INPUT RECORDS:
┌────────

//! HTTP completion client for OpenAI-compatible endpoints.

use crate::client::{BackendFailure, ChatCompletionResponse, CompletionClient, CompletionRequest};
use async_trait::async_trait;
use collective_core::Backend;
use reqwest::{Client, ClientBuilder};
use std::time::Duration;
use tracing::{debug, warn};

/// Chat completion client over HTTP.
///
/// Holds one connection pool; create it once per engine and share it.
#[derive(Clone)]
pub struct HttpCompletionClient {
    client: Client,
}

impl HttpCompletionClient {
    /// Create a client with a 10 second connect timeout.
    pub fn new() -> Result<Self, BackendFailure> {
        Self::with_connect_timeout(Duration::from_secs(10))
    }

    /// Create a client with a custom connect timeout.
    ///
    /// Overall request time is bounded by the dispatcher, not here.
    pub fn with_connect_timeout(connect_timeout: Duration) -> Result<Self, BackendFailure> {
        let client = ClientBuilder::new()
            .connect_timeout(connect_timeout)
            .build()
            .map_err(|e| BackendFailure::Transport(format!("building HTTP client: {}", e)))?;
        Ok(Self { client })
    }
}

#[async_trait]
impl CompletionClient for HttpCompletionClient {
    async fn complete(&self, backend: &Backend, request: &CompletionRequest) -> Result<String, BackendFailure> {
        let url = backend.chat_completions_url();
        debug!(backend = %backend.name, %url, "Calling completion endpoint");

        let response = self
            .client
            .post(&url)
            .json(request)
            .send()
            .await
            .map_err(|e| BackendFailure::Transport(e.to_string()))?;

        if !response.status().is_success() {
            let status = response.status().as_u16();
            let body = response.text().await.unwrap_or_default();
            warn!(backend = %backend.name, status, "Completion call rejected");
            return Err(BackendFailure::Status { status, body });
        }

        let body: ChatCompletionResponse = response
            .json()
            .await
            .map_err(|e| BackendFailure::MalformedResponse(e.to_string()))?;

        body.into_text()
    }
}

└────────

WORK REQUEST: Nothing in the records may be left out; transcribe all of them exactly.

ANSWER FOR THE TASK:
//! HTTP completion client for OpenAI-compatible endpoints.

use crate::client::{BackendFailure, ChatCompletionResponse, CompletionClient, CompletionRequest};
use async_trait::async_trait;
use collective_core::Backend;
use reqwest::{Client, ClientBuilder};
use std::time::Duration;
use tracing::{debug, warn};

/// Chat completion client over HTTP.
///
/// Holds one connection pool; create it once per engine and share it.
#[derive(Clone)]
pub struct HttpCompletionClient {
    client: Client,
}

impl HttpCompletionClient {
    /// Create a client with a 10 second connect timeout.
    pub fn new() -> Result<Self, BackendFailure> {
        Self::with_connect_timeout(Duration::from_secs(10))
    }

    /// Create a client with a custom connect timeout.
    ///
    /// Overall request time is bounded by the dispatcher, not here.
    pub fn with_connect_timeout(connect_timeout: Duration) -> Result<Self, BackendFailure> {
        let client = ClientBuilder::new()
            .connect_timeout(connect_timeout)
            .build()
            .map_err(|e| BackendFailure::Transport(format!("building HTTP client: {}", e)))?;
        Ok(Self { client })
    }
}

#[async_trait]
impl CompletionClient for HttpCompletionClient {
    async fn complete(&self, backend: &Backend, request: &CompletionRequest) -> Result<String, BackendFailure> {
        let url = backend.chat_completions_url();
        debug!(backend = %backend.name, %url, "Calling completion endpoint");

        let response = self
            .client
            .post(&url)
            .json(request)
            .send()
            .await
            .map_err(|e| BackendFailure::Transport(e.to_string()))?;

        if !response.status().is_success() {
            let status = response.status().as_u16();
            let body = response.text().await.unwrap_or_default();
            warn!(backend = %backend.name, status, "Completion call rejected");
            return Err(BackendFailure::Status { status, body });
        }

        let body: ChatCompletionResponse = response
            .json()
            .await
            .map_err(|e| BackendFailure::MalformedResponse(e.to_string()))?;

        body.into_text()
    }
}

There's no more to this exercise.